He’s Hell on Wheels, but He Sure Can Play House

 

Peter

Back to preschool today. If you know the parent of this child, please pass my post along.

I’ll call him “Peter.” He likes Spider-Man. He’s verbal. He can tell you what he likes. If you ask, he will share what he is thinking when he has the words. He’s not quite four, though, and he’s straddling two languages. Communication can be tough. But he’s not afraid to try to talk.

In a public preschool, some children cannot or do not talk. That silence leads directly to interventions providing them with early schooling and early social services. Kids may see counselors, social workers, speech pathologists and other experts as needed. Some kids will receive the whole gamut of services.

Peter’s problems are mostly behavioral. He’s a three-year old bully. He’s a scary, three-year-old bully who does not need a provocation to hit, kick or pull hair. He’s persistent, too. Sit him down for snack and he kicks kids under the table. Put him in a line in gym along the wall and he reaches for a nearby girl’s hair.  The kids shrink away from him. They watch him all the time. In a room where disputes over who-had-what-first are common, the kids leave him alone. If he wants to play house, no one takes a chair or plastic kid out of that house.

The teacher wants him watched throughout the morning and I know why she worries. Somebody should be watching this kid every minute because he is steamrolling through toddlerhood with his fists cocked. He’s not exactly out of control. If he knows I am watching, nothing will happen, unless someone deliberately reaches for a toy he has chosen and, as I said, the kids are mostly keeping a wide distance. He sits down near a girl in the gym and she automatically slides out of reach. He sits down next to a boy and that boy moves his chair as far left as possible, until stopped by the girl next to him. Peter’s fellow students are waiting for the blow to land.

One-on-one with an adult, this boy does well. If he can monopolize his teacher, her aide, or another adult, Peter will play quietly. The room purrs along as other kids go about their business.

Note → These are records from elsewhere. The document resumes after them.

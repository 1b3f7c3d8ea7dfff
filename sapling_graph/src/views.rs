// Copyright 2025 the Sapling Authors
// SPDX-License-Identifier: Apache-2.0 OR MIT

//! Primitive leaf views.

use alloc::boxed::Box;

use kurbo::{Rect, Size};
use peniko::Color as Paint;
use sapling_layout::{Axis, ProposedViewSize, Subviews};

use crate::behavior::{NodeContext, ViewBehavior};
use crate::environment::{ForegroundColorKey, SeparatorColorKey};
use crate::{Canvas, View, ViewRef};

/// A solid color that fills whatever space it is offered.
///
/// Unspecified proposal dimensions fall back to
/// [`ProposedViewSize::DEFAULT_DIMENSION`].
#[derive(Clone, Copy, Debug)]
pub struct Color(pub Paint);

impl Color {
    /// Opaque black.
    pub const BLACK: Self = Self(Paint::BLACK);
    /// Opaque white.
    pub const WHITE: Self = Self(Paint::WHITE);
    /// Opaque red.
    pub const RED: Self = Self(Paint::from_rgb8(0xff, 0x00, 0x00));
    /// Opaque green.
    pub const GREEN: Self = Self(Paint::from_rgb8(0x00, 0x80, 0x00));
    /// Opaque blue.
    pub const BLUE: Self = Self(Paint::from_rgb8(0x00, 0x00, 0xff));
    /// Fully transparent.
    pub const CLEAR: Self = Self(Paint::TRANSPARENT);

    /// Creates a color view from 8-bit components.
    #[must_use]
    pub const fn from_rgba8(r: u8, g: u8, b: u8, a: u8) -> Self {
        Self(Paint::from_rgba8(r, g, b, a))
    }
}

impl From<Paint> for Color {
    fn from(paint: Paint) -> Self {
        Self(paint)
    }
}

impl View for Color {
    fn child_count(&self) -> usize {
        0
    }

    fn child(&self, _: usize) -> Option<ViewRef<'_>> {
        None
    }

    fn make_behavior(&self) -> Box<dyn ViewBehavior> {
        Box::new(FillBehavior { paint: Some(self.0) })
    }
}

/// A rectangle filled with the environment's foreground color.
#[derive(Clone, Copy, Debug, Default, PartialEq, Eq)]
pub struct Rectangle;

impl View for Rectangle {
    fn child_count(&self) -> usize {
        0
    }

    fn child(&self, _: usize) -> Option<ViewRef<'_>> {
        None
    }

    fn make_behavior(&self) -> Box<dyn ViewBehavior> {
        Box::new(FillBehavior { paint: None })
    }
}

/// Fills the frame with a fixed paint, or the foreground color when `None`.
#[derive(Debug)]
struct FillBehavior {
    paint: Option<Paint>,
}

impl ViewBehavior for FillBehavior {
    fn update(&mut self, view: &dyn View) {
        if let Some(color) = view.as_any().downcast_ref::<Color>() {
            self.paint = Some(color.0);
        }
    }

    fn layout_priority(&mut self, _: &mut dyn Subviews) -> f64 {
        0.0
    }

    fn size_that_fits(
        &mut self,
        _: &NodeContext<'_>,
        proposal: ProposedViewSize,
        _: &mut dyn Subviews,
    ) -> Size {
        proposal.replacing_unspecified_dimensions()
    }

    fn draw(&self, cx: &NodeContext<'_>, frame: Rect, canvas: &mut dyn Canvas) {
        let paint = self
            .paint
            .unwrap_or_else(|| cx.environment.get::<ForegroundColorKey>());
        canvas.fill_rect(frame, paint);
    }
}

/// Flexible empty space.
///
/// Inside a stack a spacer grows along the stacking axis and has no extent
/// across it. Elsewhere it behaves as if in a vertical stack.
#[derive(Clone, Copy, Debug, Default, PartialEq)]
pub struct Spacer {
    /// The smallest length the spacer shrinks to.
    pub min_length: Option<f64>,
}

impl Spacer {
    /// A spacer with no minimum length.
    #[must_use]
    pub const fn new() -> Self {
        Self { min_length: None }
    }

    /// A spacer that never shrinks below `min_length`.
    #[must_use]
    pub const fn min_length(min_length: f64) -> Self {
        Self {
            min_length: Some(min_length),
        }
    }
}

impl View for Spacer {
    fn child_count(&self) -> usize {
        0
    }

    fn child(&self, _: usize) -> Option<ViewRef<'_>> {
        None
    }

    fn make_behavior(&self) -> Box<dyn ViewBehavior> {
        Box::new(SpacerBehavior { spacer: *self })
    }
}

#[derive(Debug)]
struct SpacerBehavior {
    spacer: Spacer,
}

impl ViewBehavior for SpacerBehavior {
    fn update(&mut self, view: &dyn View) {
        if let Some(spacer) = view.as_any().downcast_ref::<Spacer>() {
            self.spacer = *spacer;
        }
    }

    fn layout_priority(&mut self, _: &mut dyn Subviews) -> f64 {
        0.0
    }

    fn size_that_fits(
        &mut self,
        cx: &NodeContext<'_>,
        proposal: ProposedViewSize,
        _: &mut dyn Subviews,
    ) -> Size {
        if proposal == ProposedViewSize::ZERO {
            return Size::ZERO;
        }
        let mut size = match self.spacer.min_length {
            Some(min) => {
                let size = proposal.replacing_unspecified_dimensions_by(Size::new(min, min));
                Size::new(size.width.max(min), size.height.max(min))
            }
            None => proposal.replacing_unspecified_dimensions(),
        };
        match stack_axis(cx) {
            Axis::Horizontal => size.height = 0.0,
            Axis::Vertical => size.width = 0.0,
        }
        size
    }
}

/// A thin rule separating content.
///
/// In a horizontal stack the rule is vertical and one unit wide; otherwise
/// it is horizontal and one unit tall.
#[derive(Clone, Copy, Debug, Default, PartialEq, Eq)]
pub struct Divider;

/// Thickness of a [`Divider`].
pub const DIVIDER_THICKNESS: f64 = 1.0;

impl View for Divider {
    fn child_count(&self) -> usize {
        0
    }

    fn child(&self, _: usize) -> Option<ViewRef<'_>> {
        None
    }

    fn make_behavior(&self) -> Box<dyn ViewBehavior> {
        Box::new(DividerBehavior)
    }
}

#[derive(Debug)]
struct DividerBehavior;

impl ViewBehavior for DividerBehavior {
    fn layout_priority(&mut self, _: &mut dyn Subviews) -> f64 {
        0.0
    }

    fn size_that_fits(
        &mut self,
        cx: &NodeContext<'_>,
        proposal: ProposedViewSize,
        _: &mut dyn Subviews,
    ) -> Size {
        let mut size = proposal.replacing_unspecified_dimensions();
        match stack_axis(cx) {
            Axis::Horizontal => size.width = DIVIDER_THICKNESS,
            Axis::Vertical => size.height = DIVIDER_THICKNESS,
        }
        size
    }

    fn draw(&self, cx: &NodeContext<'_>, frame: Rect, canvas: &mut dyn Canvas) {
        canvas.fill_rect(frame, cx.environment.get::<SeparatorColorKey>());
    }
}

fn stack_axis(cx: &NodeContext<'_>) -> Axis {
    cx.parent_properties
        .stack_orientation
        .unwrap_or(Axis::Vertical)
}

A few different thoughts come to mind here:

  1. Peter still has at least one year of services and he may learn to manage himself before kindergarten. Mostly, anyway. The Peters of the world seldom abandon their desire to kick. They can and do learn to control that desire in lower-stress situations. If you know parents with a Peter, please encourage those parents to seek help. They may have to push. But behavioral disorders can respond well to interventions.
  2. If you have a child in a class with a Peter, it’s time to begin teaching anti-bullying strategies. Now. Don’t trust the teacher to manage. Peter’s already skilled at knowing when adult eyes are looking elsewhere. Your best and main strategy will be avoidance, but learning to speak up and loudly say, “Keep your hands away from my hair!” will help too. In early years, tattling won’t carry much social stigma. “Teacher, he kicked me!” won’t cost a kid socially and should help keep Peter’s feet on the floor.
  3. Let’s hope Peter’s family understands that “boys will be boys” does not apply to their boy. Once the kids in class all started watching Peter because he made them nervous, the family had reached the intervention stage. When all the kids in the playgroup avoid a child, that child and his or her family need help.
  4. If you are teaching a Peter, try to set aside kindness for him. Peter needs to see kindness and compassion modeled regularly. But (I’m sure I am preaching to the choir) he also must come to understand that kicking is a loser and he will be isolated if he cannot keep his hands and feet to himself.
  5. Parents, talk to the teacher before you talk to the administration. Find out how she is managing her challenge. Find out if she feels able to manage the challenge. Ask her what you can do to help.
  6. Parents, raise hell with the administration if you must. If your child does not feel safe, you must. Some Peters will eventually require special placements. The teacher in this classroom happens to be strict and alert. She can handle her Peter. But I have seen less safe situations. Unfortunately, some kids should never be handed the scissors, period. Even the wrong-shaped puzzle piece can be a problem.
  7. Teachers, keep documenting and sharing your documentation. Yes, I SO know you have a gazillion+ things to do. But the sooner everyone knows that Peter has become an emergency, the better. One problem with our current data and testing frenzy has become the lack of time to work on individual situations. Peter should not get lost as we make our 100th new, required spreadsheet of the year. I absolutely am not criticizing anybody here. I’ve had the where-can-I find-time problem, along with the who-can-I-find-who-will-listen-to-me problem.
  8. Hugs to all the teachers out there who are managing as best they can, with love and appreciation for their students, even as they use their week-end to amass their data for the week.